- _REQUIRED WORK_: Every record here should be printed again exactly.

--- MATERIAL FOR THIS EXERCISE ---

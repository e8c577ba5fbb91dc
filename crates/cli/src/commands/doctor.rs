use larder_core::config::{AppConfig, LoadOptions, StorageBackend};
use larder_db::connect_from_config;
use serde::Serialize;

use crate::commands::CommandResult;

#[derive(Clone, Copy, Debug, PartialEq, Eq, Serialize)]
#[serde(rename_all = "snake_case")]
enum CheckStatus {
    Pass,
    Fail,
    Skipped,
}

#[derive(Debug, Serialize)]
struct DoctorCheck {
    name: &'static str,
    status: CheckStatus,
    details: String,
}

#[derive(Debug, Serialize)]
struct DoctorReport {
    overall_status: CheckStatus,
    summary: String,
    checks: Vec<DoctorCheck>,
}

/// Exit code 0 when no check failed, 2 otherwise.
pub fn run(json_output: bool) -> CommandResult {
    let report = build_report(AppConfig::load(LoadOptions::default()));
    let exit_code = if report.overall_status == CheckStatus::Fail { 2 } else { 0 };

    if json_output {
        let output = serde_json::to_string_pretty(&report).unwrap_or_else(|error| {
            format!(
                "{{\"overall_status\":\"fail\",\"summary\":\"doctor serialization failed\",\"error\":\"{}\"}}",
                escape_json(&error.to_string())
            )
        });
        return CommandResult { exit_code, output };
    }

    CommandResult { exit_code, output: render_human(&report) }
}

fn build_report<E: std::fmt::Display>(loaded: Result<AppConfig, E>) -> DoctorReport {
    let mut checks = Vec::new();

    match loaded {
        Ok(config) => {
            checks.push(DoctorCheck {
                name: "config_validation",
                status: CheckStatus::Pass,
                details: "configuration loaded and validated".to_string(),
            });
            checks.push(check_storage_backend(&config));
            checks.push(check_database_connectivity(&config));
        }
        Err(error) => {
            checks.push(DoctorCheck {
                name: "config_validation",
                status: CheckStatus::Fail,
                details: error.to_string(),
            });
            for name in ["storage_backend", "database_connectivity"] {
                checks.push(DoctorCheck {
                    name,
                    status: CheckStatus::Skipped,
                    details: "skipped because configuration did not load".to_string(),
                });
            }
        }
    }

    let any_fail = checks.iter().any(|check| check.status == CheckStatus::Fail);
    let overall_status = if any_fail { CheckStatus::Fail } else { CheckStatus::Pass };
    let summary = if any_fail {
        "doctor: one or more readiness checks failed".to_string()
    } else {
        "doctor: all readiness checks passed".to_string()
    };

    DoctorReport { overall_status, summary, checks }
}

fn check_storage_backend(config: &AppConfig) -> DoctorCheck {
    let details = match config.storage.backend {
        StorageBackend::Memory if config.storage.seed_demo_data => {
            "memory store, demo household seeded on startup".to_string()
        }
        StorageBackend::Memory => "memory store, starts empty".to_string(),
        StorageBackend::Sqlite => format!("sqlite store at `{}`", config.database.url),
    };
    DoctorCheck { name: "storage_backend", status: CheckStatus::Pass, details }
}

/// The database is probed for every backend because `migrate` and `seed` always use it.
fn check_database_connectivity(config: &AppConfig) -> DoctorCheck {
    let runtime = match tokio::runtime::Builder::new_current_thread().enable_all().build() {
        Ok(runtime) => runtime,
        Err(error) => {
            return DoctorCheck {
                name: "database_connectivity",
                status: CheckStatus::Fail,
                details: format!("failed to initialize async runtime: {error}"),
            };
        }
    };

    let result = runtime.block_on(async {
        let pool = connect_from_config(&config.database)
            .await
            .map_err(|error| format!("failed to connect to database: {error}"))?;

        pool.close().await;
        Ok::<(), String>(())
    });

    match result {
        Ok(()) => DoctorCheck {
            name: "database_connectivity",
            status: CheckStatus::Pass,
            details: format!("connected using `{}`", config.database.url),
        },
        Err(error) => {
            DoctorCheck { name: "database_connectivity", status: CheckStatus::Fail, details: error }
        }
    }
}

fn render_human(report: &DoctorReport) -> String {
    let mut lines = Vec::new();
    lines.push(report.summary.clone());

    for check in &report.checks {
        let marker = match check.status {
            CheckStatus::Pass => "ok",
            CheckStatus::Fail => "fail",
            CheckStatus::Skipped => "skip",
        };
        lines.push(format!("- [{marker}] {}: {}", check.name, check.details));
    }

    lines.join("\n")
}

fn escape_json(value: &str) -> String {
    value.replace('\\', "\\\\").replace('"', "\\\"")
}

---

- _ANSWER SPACE_:
repository e8c577ba5fbb91dc
filename crates/cli/src/commands/doctor.rs
use larder_core::config::{AppConfig, LoadOptions, StorageBackend};
use larder_db::connect_from_config;
use serde::Serialize;

use crate::commands::CommandResult;

#[derive(Clone, Copy, Debug, PartialEq, Eq, Serialize)]
#[serde(rename_all = "snake_case")]
enum CheckStatus {
    Pass,
    Fail,
    Skipped,
}

#[derive(Debug, Serialize)]
struct DoctorCheck {
    name: &'static str,
    status: CheckStatus,
    details: String,
}

#[derive(Debug, Serialize)]
struct DoctorReport {
    overall_status: CheckStatus,
    summary: String,
    checks: Vec<DoctorCheck>,
}

/// Exit code 0 when no check failed, 2 otherwise.
pub fn run(json_output: bool) -> CommandResult {
    let report = build_report(AppConfig::load(LoadOptions::default()));
    let exit_code = if report.overall_status == CheckStatus::Fail { 2 } else { 0 };

    if json_output {
        let output = serde_json::to_string_pretty(&report).unwrap_or_else(|error| {
            format!(
                "{{\"overall_status\":\"fail\",\"summary\":\"doctor serialization failed\",\"error\":\"{}\"}}",
                escape_json(&error.to_string())
            )
        });
        return CommandResult { exit_code, output };
    }

    CommandResult { exit_code, output: render_human(&report) }
}

fn build_report<E: std::fmt::Display>(loaded: Result<AppConfig, E>) -> DoctorReport {
    let mut checks = Vec::new();

    match loaded {
        Ok(config) => {
            checks.push(DoctorCheck {
                name: "config_validation",
                status: CheckStatus::Pass,
                details: "configuration loaded and validated".to_string(),
            });
            checks.push(check_storage_backend(&config));
            checks.push(check_database_connectivity(&config));
        }
        Err(error) => {
            checks.push(DoctorCheck {
                name: "config_validation",
                status: CheckStatus::Fail,
                details: error.to_string(),
            });
            for name in ["storage_backend", "database_connectivity"] {
                checks.push(DoctorCheck {
                    name,
                    status: CheckStatus::Skipped,
                    details: "skipped because configuration did not load".to_string(),
                });
            }
        }
    }

    let any_fail = checks.iter().any(|check| check.status == CheckStatus::Fail);
    let overall_status = if any_fail { CheckStatus::Fail } else { CheckStatus::Pass };
    let summary = if any_fail {
        "doctor: one or more readiness checks failed".to_string()
    } else {
        "doctor: all readiness checks passed".to_string()
    };

    DoctorReport { overall_status, summary, checks }
}

fn check_storage_backend(config: &AppConfig) -> DoctorCheck {
    let details = match config.storage.backend {
        StorageBackend::Memory if config.storage.seed_demo_data => {
            "memory store, demo household seeded on startup".to_string()
        }
        StorageBackend::Memory => "memory store, starts empty".to_string(),
        StorageBackend::Sqlite => format!("sqlite store at `{}`", config.database.url),
    };
    DoctorCheck { name: "storage_backend", status: CheckStatus::Pass, details }
}

/// The database is probed for every backend because `migrate` and `seed` always use it.
fn check_database_connectivity(config: &AppConfig) -> DoctorCheck {
    let runtime = match tokio::runtime::Builder::new_current_thread().enable_all().build() {
        Ok(runtime) => runtime,
        Err(error) => {
            return DoctorCheck {
                name: "database_connectivity",
                status: CheckStatus::Fail,
                details: format!("failed to initialize async runtime: {error}"),
            };
        }
    };

    let result = runtime.block_on(async {
        let pool = connect_from_config(&config.database)
            .await
            .map_err(|error| format!("failed to connect to database: {error}"))?;

        pool.close().await;
        Ok::<(), String>(())
    });

    match result {
        Ok(()) => DoctorCheck {
            name: "database_connectivity",
            status: CheckStatus::Pass,
            details: format!("connected using `{}`", config.database.url),
        },
        Err(error) => {
            DoctorCheck { name: "database_connectivity", status: CheckStatus::Fail, details: error }
        }
    }
}

fn render_human(report: &DoctorReport) -> String {
    let mut lines = Vec::new();
    lines.push(report.summary.clone());

    for check in &report.checks {
        let marker = match check.status {
            CheckStatus::Pass => "ok",
            CheckStatus::Fail => "fail",
            CheckStatus::Skipped => "skip",
        };
        lines.push(format!("- [{marker}] {}: {}", check.name, check.details));
    }

    lines.join("\n")
}

fn escape_json(value: &str) -> String {
    value.replace('\\', "\\\\").replace('"', "\\\"")
}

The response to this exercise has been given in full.